Post sponsored by NewzEngine.com

Source: China State Council Information Office 2

Despite the pandemic’s severe impact on the job market, the budding esports industry in China is creating plenty of job opportunities. 
The industry, which was officially recognized last year, is projected to employ 2 million people in the ensuing five years, almost quadruple its current size of 500,000, according to the Ministry of Human Resources and Social Security (MORHSS).
In June, the Ministry of Education announced that esports workers were officially included in its employment statistics.
As a new industry, esports has attracted a lot of young people with ability and ideas.

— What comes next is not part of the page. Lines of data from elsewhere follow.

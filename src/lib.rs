pub mod api;
pub mod config;
pub mod core_state; // Transport-agnostic service state
pub mod db;
pub mod models;
pub mod pipeline;

use std::sync::Arc;
use tracing_subscriber::EnvFilter;

use crate::config::AppConfig;
use crate::core_state::{CoreError, CoreState};

/// Start the service: logging, configuration, storage, then the HTTP server
/// until Ctrl-C.
pub async fn run() -> Result<(), CoreError> {
    // Initialize tracing
    tracing_subscriber::fmt()
        .with_env_filter(
            EnvFilter::try_from_default_env()
                .unwrap_or_else(|_| EnvFilter::new(config::default_log_filter())),
        )
        .init();

    tracing::info!("{} starting v{}", config::APP_NAME, config::APP_VERSION);

    let config = AppConfig::from_env();
    tracing::info!(
        bind_addr = config.server.bind_addr.as_str(),
        port = config.server.port,
        database = config.server.database_path.as_str(),
        ocr_configured = config.ocr.endpoint.is_some() && config.ocr.api_key.is_some(),
        ai_configured = config.ai.api_key.is_some(),
        "Configuration loaded"
    );

    // Blocking HTTP clients must be built off the async worker threads.
    let startup_config = config.clone();
    let core = tokio::task::spawn_blocking(move || CoreState::from_config(&startup_config))
        .await
        .map_err(|e| CoreError::Startup(e.to_string()))??;

    api::serve(Arc::new(core), &config.server)
        .await
        .map_err(CoreError::Server)
}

“Esports is a new industry that gives young people a faster chance to succeed,” said Qing Xi, founder of PentanQ Hedgehog Sports. Qing claims there is nearly always a shortage of staff behind the scenes. His esports organization is looking for data analysts, reporters, and editors, but it’s hard for him to find the right candidates.
The esports industry needs not only passionate workers, but also those with expertise. Although esports are in high demand, many job seekers enter the industry simply because they like a team or a star and are not familiar with the work that needs to be done.
Wang Xi, a professional player at an esports club in Shanghai, turns 18 at the end of this year. He believes that to become a professional player, one needs to be young, have a high level of gaming, and find a club that plays like he/she.
Lan Ran was a youth trainee at an esports club, but finally switched to working behind the scenes. Ran is currently the manager of an esports club, managing the lives of players and arranging training sessions.
Luo Hao, 22, an undergraduate majoring in esports at Sichuan University of Communication, is currently unemployed at home. He thinks that because esports are relatively new many people are unaware of its future development potential. He thinks that if he wants to enter the esports industry, he needs to rely on others’ recommendations.
Qing believes that academic qualifications are only one of the criteria for judging the ability of job applicants and that while highly educated job seekers often have excellent professional knowledge, some of the less educated have a better understanding of the game.
Qing advised that young people who want to enter in the esports industry need to be passionate about the industry, and more importantly, have plenty of expertise. 
According to the MORHSS, only 15% of esports positions in China are saturated and the demand for professionals is concentrated on players, coaches, data analysts, events and operations.